Published October 01, 2012
Requests from military voters for absentee ballots have dropped significantly since 2008, according to newly released statistics, prompting claims that the Department of Defense is dragging its feet in enacting a law meant to boost military voting.
The drop in the battleground states of Virginia and Ohio is among the most pronounced. According to statistics released Monday by The Military Voter Protection Project, the number of absentee ballot requests by both military members and other overseas voters in the two states has dropped 70 percent since 2008.
Virginia had nearly 42,000 total requests in 2008, compared with a little more than 12,000 this year, according to the MVP Project. Ohio had more than 32,000 in 2008, compared with 9,700 this year. The number of military voters specifically -- as opposed to military and overseas voters -- was not broken down in the latest set of statistics, but military-only numbers released by the MVP Project in August documented a similar drop-off in applications.
At the time, military ballot requests in Virginia were down 92 percent. Several other states showed a precipitous drop since 2008, including Alabama, North Carolina and Florida.
"We need to make military voting the highest priority. ... and we need to do it now," MVP Project founder Eric Eversole told Fox News.
Sen. John Cornyn, R-Texas, said the numbers mark a "serious failure" by the Pentagon.
"This is an unacceptable failure by Pentagon leaders to comply with the law and ensure our service members and their families are able to exercise one of the most fundamental rights for which they sacrifice every day," he said in a statement.
A spokeswoman with the Defense Department, though, stressed that total numbers will not be available until after the election. Further, Cmdr. Leslie Hull-Ryde noted that 2012 is much different than 2008, in that the 2008 cycle had contested primaries for both Democrats and Republicans. This year, only the Republicans had a contested primary -- and the Defense Department has adamantly defended its voter outreach to date.
The department claims that compared with 2004, the last time an incumbent president was running, the number of absentee ballots downloaded from the central military website is similar.
"We are in complete compliance with the law," Hull-Ryde said in a statement. "(The Federal Voting Assistance Program) strives to ensure that every absent military and overseas citizen voter has the tools and resources to receive, cast and return an absentee ballot and have it counted -- regardless of who they vote for."

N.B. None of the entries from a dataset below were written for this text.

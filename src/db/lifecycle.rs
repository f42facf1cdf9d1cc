//! Rollover reads and writes shared by tasks and client tasks.
//!
//! Both tables carry the same lifecycle columns, so every query here runs
//! once per [`TaskKind`] and results are merged.

use super::{Database, date_column, date_to_sql, enum_column, json_column, now_ms};
use crate::store::DailyPlanner;
use crate::types::{LifecycleRecord, RecurrenceMetrics, RecurrenceUpdate, TaskKind};
use anyhow::Result;
use chrono::NaiveDate;
use rusqlite::{Connection, OptionalExtension, Row, TransactionBehavior, params};

const KINDS: [TaskKind; 2] = [TaskKind::Task, TaskKind::ClientTask];

/// Decode the recurrence metric columns of a task row.
pub(crate) fn parse_metrics(row: &Row) -> rusqlite::Result<RecurrenceMetrics> {
    Ok(RecurrenceMetrics {
        streak: row.get("recurrence_streak")?,
        total_completed: row.get("total_completed")?,
        missed_days: json_column(row, "missed_days")?,
        fail_by_weekday: json_column(row, "fail_by_weekday")?,
        success_rate: row.get("success_rate")?,
    })
}

fn parse_lifecycle_row(kind: TaskKind, row: &Row) -> rusqlite::Result<LifecycleRecord> {
    Ok(LifecycleRecord {
        kind,
        id: row.get("id")?,
        due_date: date_column(row, "due_date")?,
        is_completed: row.get("is_completed")?,
        current_board: enum_column(row, "current_board")?,
        is_daily_recurring: row.get("is_daily_recurring")?,
        metrics: parse_metrics(row)?,
        last_moved_to_overdue_at: row.get("last_moved_to_overdue_at")?,
    })
}

fn query_lifecycle(
    conn: &Connection,
    kind: TaskKind,
    filter: &str,
    params: impl rusqlite::Params,
) -> Result<Vec<LifecycleRecord>> {
    let sql = format!(
        "SELECT id, due_date, is_completed, current_board, is_daily_recurring,
                recurrence_streak, total_completed, missed_days, fail_by_weekday,
                success_rate, last_moved_to_overdue_at
         FROM {} WHERE {} ORDER BY created_at, id",
        kind.table(),
        filter
    );
    let mut stmt = conn.prepare(&sql)?;
    let records = stmt
        .query_map(params, |row| parse_lifecycle_row(kind, row))?
        .collect::<rusqlite::Result<Vec<_>>>()?;
    Ok(records)
}

impl Database {
    pub fn list_overdue_candidates(
        &self,
        user_id: &str,
        today: NaiveDate,
    ) -> Result<Vec<LifecycleRecord>> {
        let today = date_to_sql(today);
        self.with_conn(|conn| {
            let mut records = Vec::new();
            for kind in KINDS {
                records.extend(query_lifecycle(
                    conn,
                    kind,
                    "user_id = ?1
                     AND is_completed = 0
                     AND is_daily_recurring = 0
                     AND due_date IS NOT NULL
                     AND due_date < ?2
                     AND current_board != 'overdue'",
                    params![user_id, &today],
                )?);
            }
            Ok(records)
        })
    }

    /// Conditional demotion; a record already on `overdue` keeps its timestamp.
    pub fn mark_overdue(&self, kind: TaskKind, id: &str, now: i64) -> Result<bool> {
        self.with_conn(|conn| {
            let changed = conn.execute(
                &format!(
                    "UPDATE {} SET
                        current_board = 'overdue',
                        last_moved_to_overdue_at = ?1,
                        updated_at = ?1
                     WHERE id = ?2 AND current_board != 'overdue' AND is_completed = 0",
                    kind.table()
                ),
                params![now, id],
            )?;
            Ok(changed > 0)
        })
    }

    /// Claim the watermark for `today`, then score and write the user's
    /// daily-recurring records in the same transaction.
    ///
    /// The claim is a conditional update of `users.last_rollover_date`. When
    /// it matches no row another run already advanced this user for `today`;
    /// the transaction is rolled back untouched and `None` is returned.
    /// Records are read only after the claim, so a completion that lands
    /// before the write is either seen by `planner` or waits for the commit.
    pub fn advance_daily_recurring(
        &self,
        user_id: &str,
        today: NaiveDate,
        planner: &DailyPlanner<'_>,
    ) -> Result<Option<Vec<RecurrenceUpdate>>> {
        let today_sql = date_to_sql(today);
        let now = now_ms();

        self.with_conn_mut(|conn| {
            let tx = conn.transaction_with_behavior(TransactionBehavior::Immediate)?;

            let previous: Option<Option<NaiveDate>> = tx
                .query_row(
                    "SELECT last_rollover_date FROM users WHERE id = ?1",
                    params![user_id],
                    |row| date_column(row, "last_rollover_date"),
                )
                .optional()?;
            let Some(previous) = previous else {
                return Ok(None);
            };

            let claimed = tx.execute(
                "UPDATE users SET last_rollover_date = ?1
                 WHERE id = ?2 AND (last_rollover_date IS NULL OR last_rollover_date < ?1)",
                params![&today_sql, user_id],
            )?;
            if claimed == 0 {
                // Dropping the transaction rolls it back
                return Ok(None);
            }

            let mut records = Vec::new();
            for kind in KINDS {
                records.extend(query_lifecycle(
                    &tx,
                    kind,
                    "user_id = ?1 AND is_daily_recurring = 1",
                    params![user_id],
                )?);
            }

            let updates = planner(previous, &records);
            for update in &updates {
                write_recurrence(&tx, update, now)?;
            }

            tx.commit()?;
            Ok(Some(updates))
        })
    }
}

fn write_recurrence(conn: &Connection, update: &RecurrenceUpdate, now: i64) -> Result<()> {
    let missed_days = serde_json::to_string(&update.metrics.missed_days)?;
    let fail_by_weekday = serde_json::to_string(&update.metrics.fail_by_weekday)?;
    conn.execute(
        &format!(
            "UPDATE {} SET
                recurrence_streak = ?1,
                total_completed = ?2,
                missed_days = ?3,
                fail_by_weekday = ?4,
                success_rate = ?5,
                is_completed = 0,
                completed_at = NULL,
                due_date = COALESCE(?6, due_date),
                updated_at = ?7
             WHERE id = ?8",
            update.kind.table()
        ),
        params![
            update.metrics.streak,
            update.metrics.total_completed,
            missed_days,
            fail_by_weekday,
            update.metrics.success_rate,
            update.due_date.map(date_to_sql),
            now,
            &update.id,
        ],
    )?;
    Ok(())
}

Absentee ballot voting is critical for members of the military, many of them stationed overseas or away from their home state. The MVP Project estimates that roughly two-thirds of servicemembers need to vote absentee -- though as of late August, the group reported "an incredibly small percentage" of them was requesting the ballots. Across Virginia, North Carolina and Ohio, the group reported that less than 2 percent of eligible voters had requested ballots as of August.
"The absentee ballot data for 2012 paints a bleak picture for military voters," an earlier MVP Project report said.
The updated figures on military and overseas absentee ballot requests, based on statistics from the states, were released by the MVP Project on Monday. In most cases, absentee ballots have already been sent out to military voters, as required by federal law.
The MVP Project claims the Department of Defense has fallen short, though, in implementing the 2009 law known as the Military and Overseas Voter Empowerment Act (MOVE). The law required absentee ballots be sent out no later than 45 days before an election -- but also required "voting assistance offices" be set up on most military installations.
The MVP Project claims that in some cases, these offices were not only set up after a November 2010 deadline passed, but were also located in areas not associated with the check-in process -- meaning servicemembers could be less likely to visit them.
"This data should sound an immediate warning bell for military voters," the group's August study said.
However, Pam Mitchell, acting director of the Defense Department's Federal Voting Assistance Program, said at a briefing last month that voting assistance "has never been better." The program currently has more than 220 voting assistance offices.
Mitchell acknowledged another recent report from the Department of Defense inspector general's office that found the voter assistance offices were not all established "as intended." The report cited a lack of funds, and also suggested that voter assistance information could more effectively be targeted through social media and advertising.
But Mitchell explained that the department has set up an online tool to help walk servicemembers through the process, and is now using social media like Twitter and Facebook to reach the military population.
"We use email blasts starting last January to every member with a dot-mil email address to remind them how they can register to vote and that it's time to vote," Mitchell said, adding they have also set up a call center that operates five days a week and provides information on how to file an absentee ballot.
"I strongly believe that voting assistance is the best that it has ever been," Mitchell said.